Lipases have an affinity at the oil-water interface and can catalyze the hydrolysis of water-insoluble lipids at the oil-water interface at high rates. Different lipases from different sources may have large differences in amino acid sequence, but their tertiary structures are very similar. The residue of the active site of lipase consists of serine, aspartic acid, and histidine and belongs to serine proteases. The catalytic site of the lipase is buried in the molecule and the surface is covered by a screw cap structure formed by relatively hydrophobic amino acid residues (also called “lid”), which protects the triplet catalytic site. The amphipathic nature of the alpha-helix in the "lid" affects the ability of the lipase to bind to the substrate at the oil-water interface, and the diminished amphiphilicity will result in decreased lipase activity. The outer surface of the "lid" is relatively hydrophilic, while the inner surface facing the inside is relatively hydrophobic.
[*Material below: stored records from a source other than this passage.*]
//! Domain statement tree: entity/attribute level queries and mutations.
//!
//! Every parameter occurrence carries a [`NodeId`] assigned at construction.
//! Equality and hashing ignore that identity so two structurally equal trees
//! fingerprint the same, while the cross-reference can still tell
//! occurrences apart.

use std::fmt;
use std::hash::{Hash, Hasher};
use std::str::FromStr;
use std::sync::Arc;

use xxhash_rust::xxh64::Xxh64;

use crate::types::{NodeId, PlanError, Value};

/// Identity of a user-visible bind variable.
#[derive(Clone, Debug, Eq, PartialEq, Hash, Ord, PartialOrd)]
pub enum ParameterKey {
    /// `:name` parameter.
    Named(Arc<str>),
    /// `?1` style parameter.
    Positional(u32),
    /// Parameter created programmatically with a synthetic identity.
    Synthetic(u64),
}

/// A user-supplied bind variable, unique within a statement.
#[derive(Clone, Debug)]
pub struct DomainParameter {
    key: ParameterKey,
    allow_multi_valued: bool,
}

impl DomainParameter {
    /// Creates a domain parameter.
    pub fn new(key: ParameterKey, allow_multi_valued: bool) -> Self {
        Self {
            key,
            allow_multi_valued,
        }
    }

    /// Named parameter shorthand.
    pub fn named(name: &str) -> Self {
        Self::new(ParameterKey::Named(Arc::from(name)), false)
    }

    /// Positional parameter shorthand.
    pub fn positional(position: u32) -> Self {
        Self::new(ParameterKey::Positional(position), false)
    }

    /// Returns the parameter identity.
    pub fn key(&self) -> &ParameterKey {
        &self.key
    }

    /// Returns whether a collection value may be bound to this parameter.
    pub fn allows_multi_valued(&self) -> bool {
        self.allow_multi_valued
    }
}

impl PartialEq for DomainParameter {
    fn eq(&self, other: &Self) -> bool {
        self.key == other.key
    }
}

impl Eq for DomainParameter {}

impl Hash for DomainParameter {
    fn hash<H: Hasher>(&self, state: &mut H) {
        self.key.hash(state);
    }
}

impl fmt::Display for DomainParameter {
    fn fmt(&self, f: &mut fmt::Formatter<'_>) -> fmt::Result {
        match &self.key {
            ParameterKey::Named(name) => write!(f, ":{name}"),
            ParameterKey::Positional(pos) => write!(f, "?{pos}"),
            ParameterKey::Synthetic(id) => write!(f, ":param{id}"),
        }
    }
}

/// A parameter created through a programmatic (criteria) builder.
#[derive(Clone, Debug, PartialEq, Eq, Hash)]
pub struct CriteriaParameter {
    /// Synthetic identity.
    pub id: u64,
    /// Optional user-facing name.
    pub name: Option<Arc<str>>,
    /// Whether a collection value may be bound.
    pub allow_multi_valued: bool,
}

impl CriteriaParameter {
    /// Returns the domain parameter this criteria parameter stands for.
    pub fn domain_parameter(&self) -> DomainParameter {
        DomainParameter::new(ParameterKey::Synthetic(self.id), self.allow_multi_valued)
    }
}

/// Shape of a parameter occurrence.
#[derive(Clone, Debug, PartialEq, Eq, Hash)]
pub enum ParameterKind {
    /// `:name` occurrence.
    Named(Arc<str>),
    /// `?n` occurrence.
    Positional(u32),
    /// Tree node wrapping a criteria parameter.
    CriteriaWrapper(CriteriaParameter),
    /// A criteria parameter used directly as a node. It is its own domain
    /// parameter and must be wrapped before parameter resolution.
    Criteria(CriteriaParameter),
}

/// One occurrence of a parameter inside a statement tree.
#[derive(Clone, Debug)]
pub struct ParameterNode {
    id: NodeId,
    kind: ParameterKind,
    allow_multi_valued: bool,
}

impl ParameterNode {
    /// Creates an occurrence with a fresh identity.
    pub fn new(kind: ParameterKind, allow_multi_valued: bool) -> Self {
        Self {
            id: NodeId::next(),
            kind,
            allow_multi_valued,
        }
    }

    /// `:name` occurrence.
    pub fn named(name: &str) -> Self {
        Self::new(ParameterKind::Named(Arc::from(name)), false)
    }

    /// `?n` occurrence.
    pub fn positional(position: u32) -> Self {
        Self::new(ParameterKind::Positional(position), false)
    }

    /// Wrapped criteria parameter occurrence.
    pub fn criteria(parameter: CriteriaParameter) -> Self {
        let multi = parameter.allow_multi_valued;
        Self::new(ParameterKind::CriteriaWrapper(parameter), multi)
    }

    /// Marks the occurrence as accepting collection values.
    pub fn multi_valued(mut self) -> Self {
        self.allow_multi_valued = true;
        self
    }

    /// Returns the node identity.
    pub fn id(&self) -> NodeId {
        self.id
    }

    /// Returns the occurrence shape.
    pub fn kind(&self) -> &ParameterKind {
        &self.kind
    }

    /// Returns whether collection values may be bound here.
    pub fn allows_multi_valued(&self) -> bool {
        self.allow_multi_valued
    }

    /// Returns the domain parameter this occurrence refers to.
    pub fn domain_parameter(&self) -> DomainParameter {
        match &self.kind {
            ParameterKind::Named(name) => {
                DomainParameter::new(ParameterKey::Named(name.clone()), self.allow_multi_valued)
            }
            ParameterKind::Positional(pos) => {
                DomainParameter::new(ParameterKey::Positional(*pos), self.allow_multi_valued)
            }
            ParameterKind::CriteriaWrapper(param) | ParameterKind::Criteria(param) => {
                param.domain_parameter()
            }
        }
    }

    /// Returns the domain parameter if this node is one itself.
    pub fn as_domain_parameter(&self) -> Option<DomainParameter> {
        match &self.kind {
            ParameterKind::Criteria(param) => Some(param.domain_parameter()),
            _ => None,
        }
    }

    /// Creates an expansion node standing for one value of a multi-valued binding.
    pub fn expansion(&self) -> Self {
        Self {
            id: NodeId::next(),
            kind: self.kind.clone(),
            allow_multi_valued: false,
        }
    }
}

impl PartialEq for ParameterNode {
    fn eq(&self, other: &Self) -> bool {
        self.kind == other.kind && self.allow_multi_valued == other.allow_multi_valued
    }
}

impl Hash for ParameterNode {
    fn hash<H: Hasher>(&self, state: &mut H) {
        self.kind.hash(state);
        self.allow_multi_valued.hash(state);
    }
}

impl fmt::Display for ParameterNode {
    fn fmt(&self, f: &mut fmt::Formatter<'_>) -> fmt::Result {
        match &self.kind {
            ParameterKind::Named(name) => write!(f, ":{name}"),
            ParameterKind::Positional(pos) => write!(f, "?{pos}"),
            ParameterKind::CriteriaWrapper(param) | ParameterKind::Criteria(param) => {
                match &param.name {
                    Some(name) => write!(f, ":{name}"),
                    None => write!(f, ":param{}", param.id),
                }
            }
        }
    }
}

/// Attribute reference through a declared alias.
#[derive(Clone, Debug, PartialEq, Eq, Hash)]
pub struct Path {
    /// Alias of the entity root.
    pub alias: Arc<str>,
    /// Attribute name.
    pub attribute: Arc<str>,
}

/// Scalar expression.
#[derive(Clone, Debug, PartialEq, Hash)]
pub enum Expression {
    /// Attribute path.
    Path(Path),
    /// Inline literal.
    Literal(Value),
    /// Parameter occurrence.
    Parameter(ParameterNode),
    /// Tuple of expressions.
    Tuple(Vec<Expression>),
}

impl Expression {
    /// Builds an attribute path expression.
    pub fn path(alias: &str, attribute: &str) -> Self {
        Expression::Path(Path {
            alias: Arc::from(alias),
            attribute: Arc::from(attribute),
        })
    }

    /// Builds a literal expression.
    pub fn literal(value: impl Into<Value>) -> Self {
        Expression::Literal(value.into())
    }

    /// Builds a parameter expression.
    pub fn parameter(node: ParameterNode) -> Self {
        Expression::Parameter(node)
    }

    fn collect_parameters<'a>(&'a self, out: &mut Vec<&'a ParameterNode>) {
        match self {
            Expression::Path(_) | Expression::Literal(_) => {}
            Expression::Parameter(node) => out.push(node),
            Expression::Tuple(items) => {
                for item in items {
                    item.collect_parameters(out);
                }
            }
        }
    }
}

impl fmt::Display for Expression {
    fn fmt(&self, f: &mut fmt::Formatter<'_>) -> fmt::Result {
        match self {
            Expression::Path(path) => write!(f, "{}.{}", path.alias, path.attribute),
            Expression::Literal(value) => write!(f, "{value}"),
            Expression::Parameter(node) => write!(f, "{node}"),
            Expression::Tuple(items) => {
                write!(f, "(")?;
                for (idx, item) in items.iter().enumerate() {
                    if idx > 0 {
                        write!(f, ", ")?;
                    }
                    write!(f, "{item}")?;
                }
                write!(f, ")")
            }
        }
    }
}

/// Binary comparison operator.
#[derive(Copy, Clone, Debug, PartialEq, Eq, Hash)]
pub enum ComparisonOp {
    /// `=`
    Eq,
    /// `<>`
    Ne,
    /// `<`
    Lt,
    /// `<=`
    Le,
    /// `>`
    Gt,
    /// `>=`
    Ge,
}

impl ComparisonOp {
    /// Returns the operator token.
    pub fn symbol(self) -> &'static str {
        match self {
            ComparisonOp::Eq => "=",
            ComparisonOp::Ne => "<>",
            ComparisonOp::Lt => "<",
            ComparisonOp::Le => "<=",
            ComparisonOp::Gt => ">",
            ComparisonOp::Ge => ">=",
        }
    }
}

/// Boolean restriction.
#[derive(Clone, Debug, PartialEq, Hash)]
pub enum Predicate {
    /// `left op right`
    Comparison {
        /// Left operand.
        left: Expression,
        /// Operator.
        op: ComparisonOp,
        /// Right operand.
        right: Expression,
    },
    /// Conjunction.
    And(Vec<Predicate>),
    /// Disjunction.
    Or(Vec<Predicate>),
    /// Negation.
    Not(Box<Predicate>),
    /// `expr [NOT] IN (list)`
    In {
        /// Tested expression.
        expr: Expression,
        /// Candidate values. A single multi-valued parameter expands here.
        list: Vec<Expression>,
        /// `NOT IN` when set.
        negated: bool,
    },
    /// `expr IS [NOT] NULL`
    IsNull {
        /// Tested expression.
        expr: Expression,
        /// `IS NOT NULL` when set.
        negated: bool,
    },
}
Due to the association of the lipase with the oil-water interface, the “lid” is opened and the active site is exposed, so that the binding ability of the substrate to the lipase is enhanced, and the substrate easily enters the hydrophobic channel and binds to the active site. Interface activation can increase the hydrophobicity near the catalytic site, leading to α-helix reorientation, thereby exposing the catalytic site. The presence of the interface also allows the enzyme to form an incomplete hydration layer, which facilitates the folding of the aliphatic side chains to the surface of the enzyme molecule, making enzyme catalysis easy to perform.

Applications

Microbial-derived lipases can be used to enhance the flavor of cheese products. The limited hydrolysis of fat in milk can be used for the production of chocolate milk. Lipases can make foods generate special milk flavors. Lipases can prevent the flavor reversion of baked goods through the release of mono- and di-glycerides. Degreasing of bone during gelatin production needs to be carried out under mild conditions. Lipase-catalyzed hydrolysis can accelerate the degreasing process.